Return, exactly and in full, the lines of the records below starting at the one with "self.analyzer()?.analyze(image)" and ending at the one with "Runs the full", and no other lines.

Saved entries
=== Begin Enclosure ===
use std::path::{Path, PathBuf};

use image::{DynamicImage, GrayImage, Rgb, RgbImage};
use log::{info, warn};
use serde::{Deserialize, Serialize};

use crate::{
    analysis::ela::{ClassificationBasis, ElaAnalyzer, HIGHLIGHT},
    error::{ElaError, Result},
    output::{OutputFormat, output_file_name, persist_atomic},
};

pub mod error;
pub mod image_utils;
pub mod analysis;
pub mod output;
pub mod report;

#[derive(Debug, Clone, Serialize, Deserialize)]
#[serde(default)]
pub struct ElaConfig {
    pub recompress_quality: u8,
    pub diff_threshold: u8,
    pub forgery_threshold: u8,
    pub highlight: [u8; 3],
    pub parallel: bool,
    pub basis: ClassificationBasis,
    pub output_format: OutputFormat,
}

impl Default for ElaConfig {
    fn default() -> Self {
        Self {
            recompress_quality: 90,
            diff_threshold: 50,
            forgery_threshold: 20,
            highlight: HIGHLIGHT.0,
            parallel: true,
            basis: ClassificationBasis::Annotated,
            output_format: OutputFormat::default(),
        }
    }
}

impl ElaConfig {
    pub fn validate(&self) -> Result<()> {
        if !(1..=100).contains(&self.recompress_quality) {
            return Err(ElaError::InvalidParameter(format!(
                "recompress_quality must be in 1..=100, got {}",
                self.recompress_quality
            )));
        }

        if let OutputFormat::Jpeg { quality } = self.output_format {
            if !(1..=100).contains(&quality) {
                return Err(ElaError::InvalidParameter(format!(
                    "output JPEG quality must be in 1..=100, got {}",
                    quality
                )));
            }
        }

        Ok(())
    }
}

/// Outcome of one detection. The annotated image path is only set when forged.
#[derive(Debug, Clone, PartialEq, Eq, Serialize, Deserialize)]
#[serde(rename_all = "camelCase")]
pub struct Verdict {
    pub forged: bool,
    pub annotated_image_path: Option<PathBuf>,
}

#[derive(Default)]
pub struct ElaDetector {
    config: ElaConfig,
}

impl ElaDetector {
    pub fn new() -> Self {
        Self {
            config: ElaConfig::default(),
        }
    }

    pub fn with_config(mut self, config: ElaConfig) -> Self {
        self.config = config;
        self
    }

    fn analyzer(&self) -> Result<ElaAnalyzer> {
        self.config.validate()?;

        Ok(ElaAnalyzer::new(self.config.recompress_quality)?
            .with_diff_threshold(self.config.diff_threshold)
            .with_forgery_threshold(self.config.forgery_threshold)
            .with_highlight(Rgb(self.config.highlight))
            .with_parallel(self.config.parallel)
            .with_basis(self.config.basis))
    }

    pub fn analyze(&self, image: &DynamicImage) -> Result<ElaResult> {
        self.analyzer()?.analyze(image)
    }

    pub fn analyze_bytes(&self, bytes: &[u8]) -> Result<ElaResult> {
        let image = image::load_from_memory(bytes).map_err(ElaError::Decode)?;
        self.analyze(&image)
    }

    /// Runs the full pipeline on `input` and writes the annotated image into `output_dir`.
    pub fn detect<P: AsRef<Path>, Q: AsRef<Path>>(&self, input: P, output_dir: Q) -> Result<Verdict> {
        self.detect_with_report(input, output_dir)
            .map(|(verdict, _)| verdict)
    }

    pub fn detect_with_report<P: AsRef<Path>, Q: AsRef<Path>>(
        &self,
        input: P,
        output_dir: Q,
    ) -> Result<(Verdict, ElaResult)> {
        let input = input.as_ref();
        let output_name = output_file_name(input, self.config.output_format)?;

        let bytes = std::fs::read(input)?;
        let result = self.analyze_bytes(&bytes)?;

        let saved = persist_atomic(
            &result.image,
            output_dir.as_ref(),
            &output_name,
            self.config.output_format,
        )?;

        if result.forged && result.suspicious_regions.is_empty() {
            warn!(
                "{} classified as forged without any highlighted region",
                input.display()
            );
        }

        info!(
            "{}: forged={} (max difference {}, {} highlighted pixels)",
            input.display(),
            result.forged,
            result.max_difference,
            result.highlighted_pixels
        );

        let verdict = Verdict {
            forged: result.forged,
            annotated_image_path: result.forged.then_some(saved),
        };

        Ok((verdict, result))
    }
}

/// Error Level Analysis of the JPEG-family image at `image_path`.
///
/// The annotated difference image is written to `output_dir` as
/// `{stem}_ela_output.jpg`; its path is returned only for forged verdicts.
pub fn detect<P: AsRef<Path>, Q: AsRef<Path>>(
    image_path: P,
    output_dir: Q,
    recompress_quality: u8,
    diff_threshold: u8,
    forgery_threshold: u8,
) -> Result<Verdict> {
    let config = ElaConfig {
        recompress_quality,
        diff_threshold,
        forgery_threshold,
        ..ElaConfig::default()
    };

    ElaDetector::new()
        .with_config(config)
        .detect(image_path, output_dir)
}

#[derive(Debug, Clone)]
pub struct ElaResult {
    pub image: RgbImage,
    pub difference_mask: GrayImage,
    pub max_difference: u8,
    pub max_annotated: u8,
    pub mean_difference: f64,
    pub highlighted_pixels: usize,
    pub suspicious_regions: Vec<SRegion>,
    pub forged: bool,
}

#[derive(Debug, Clone, Copy, PartialEq, Eq, Serialize, Deserialize)]
pub struct SRegion {
    pub x: u32,
    pub y: u32,
    pub width: u32,
    pub height: u32,
}
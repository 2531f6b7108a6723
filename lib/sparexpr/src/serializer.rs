use crate::expression::{Expression, UnaryFunction};
use crate::vocab::{geof, owl};
use oxrdf::vocab::xsd;
use oxrdf::{NamedNodeRef, Term};

/// A prefix declaration used by [`Expression::render`] to compact IRIs.
#[derive(Debug, Clone, PartialEq, Eq, Hash)]
pub struct Namespace {
    prefix: String,
    iri: String,
}

impl Namespace {
    pub fn new(prefix: impl Into<String>, iri: impl Into<String>) -> Self {
        Self {
            prefix: prefix.into(),
            iri: iri.into(),
        }
    }

    pub fn prefix(&self) -> &str {
        &self.prefix
    }

    pub fn iri(&self) -> &str {
        &self.iri
    }
}

pub(crate) fn render_expression(expression: &Expression, namespaces: &[Namespace]) -> String {
    let mut buffer = String::new();
    write_expression(expression, namespaces, &mut buffer);
    buffer
}

fn write_expression(expression: &Expression, namespaces: &[Namespace], out: &mut String) {
    match expression {
        Expression::Constant(term) => write_term(term, namespaces, out),
        Expression::Variable(variable) => {
            out.push('?');
            out.push_str(variable.as_str());
        }
        Expression::Generator(function) => {
            out.push_str(function.name());
            out.push_str("()");
        }
        Expression::Group(inner) => {
            out.push('(');
            write_expression(inner, namespaces, out);
            out.push(')');
        }
        Expression::Unary(function, argument) => match function {
            UnaryFunction::Not | UnaryFunction::Minus => {
                out.push_str(function.name());
                write_expression(argument, namespaces, out);
            }
            UnaryFunction::Dimension
            | UnaryFunction::Envelope
            | UnaryFunction::GeometryType
            | UnaryFunction::IsEmpty => {
                write_iri(geo_function_iri(*function).as_str(), namespaces, out);
                out.push('(');
                write_expression(argument, namespaces, out);
                out.push(')');
            }
            _ => {
                out.push_str(function.name());
                out.push('(');
                write_expression(argument, namespaces, out);
                out.push(')');
            }
        },
        Expression::Binary(operator, left, right) => {
            if let Some(symbol) = operator.symbol() {
                out.push('(');
                write_expression(left, namespaces, out);
                out.push(' ');
                out.push_str(symbol);
                out.push(' ');
                write_expression(right, namespaces, out);
                out.push(')');
            } else {
                out.push_str(operator.name());
                out.push('(');
                write_expression(left, namespaces, out);
                out.push_str(", ");
                write_expression(right, namespaces, out);
                out.push(')');
            }
        }
    }
}

fn geo_function_iri(function: UnaryFunction) -> NamedNodeRef<'static> {
    match function {
        UnaryFunction::Dimension => geof::DIMENSION,
        UnaryFunction::Envelope => geof::ENVELOPE,
        UnaryFunction::GeometryType => geof::GEOMETRY_TYPE,
        _ => geof::IS_EMPTY,
    }
}

fn write_term(term: &Term, namespaces: &[Namespace], out: &mut String) {
    match term {
        Term::NamedNode(node) => write_iri(node.as_str(), namespaces, out),
        Term::BlankNode(node) => {
            out.push_str("_:");
            out.push_str(node.as_str());
        }
        Term::Literal(literal) => {
            if let Some(language) = literal.language() {
                write_quoted(literal.value(), out);
                out.push('@');
                out.push_str(&language.to_ascii_uppercase());
            } else if is_numeric_datatype(literal.datatype()) {
                out.push_str(literal.value());
            } else if literal.datatype() == xsd::STRING {
                write_quoted(literal.value(), out);
            } else {
                write_quoted(literal.value(), out);
                out.push_str("^^");
                write_iri(literal.datatype().as_str(), namespaces, out);
            }
        }
    }
}

fn is_numeric_datatype(datatype: NamedNodeRef<'_>) -> bool {
    datatype == xsd::INTEGER
        || datatype == xsd::DECIMAL
        || datatype == xsd::FLOAT
        || datatype == xsd::DOUBLE
        || datatype == owl::RATIONAL
}

fn write_iri(iri: &str, namespaces: &[Namespace], out: &mut String) {
    for namespace in namespaces {
        if let Some(local) = iri.strip_prefix(namespace.iri()) {
            out.push_str(namespace.prefix());
            out.push(':');
            out.push_str(local);
            return;
        }
    }
    out.push('<');
    out.push_str(iri);
    out.push('>');
}

fn write_quoted(value: &str, out: &mut String) {
    out.push('"');
    for c in value.chars() {
        match c {
            '"' => out.push_str("\\\""),
            '\\' => out.push_str("\\\\"),
            '\n' => out.push_str("\\n"),
            '\r' => out.push_str("\\r"),
            _ => out.push(c),
        }
    }
    out.push('"');
}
=== End Enclosure ===
■ ANSWER TO THIS EXERCISE ■
        self.analyzer()?.analyze(image)
    }

    pub fn analyze_bytes(&self, bytes: &[u8]) -> Result<ElaResult> {
        let image = image::load_from_memory(bytes).map_err(ElaError::Decode)?;
        self.analyze(&image)
    }

    /// Runs the full pipeline on `input` and writes the annotated image into `output_dir`.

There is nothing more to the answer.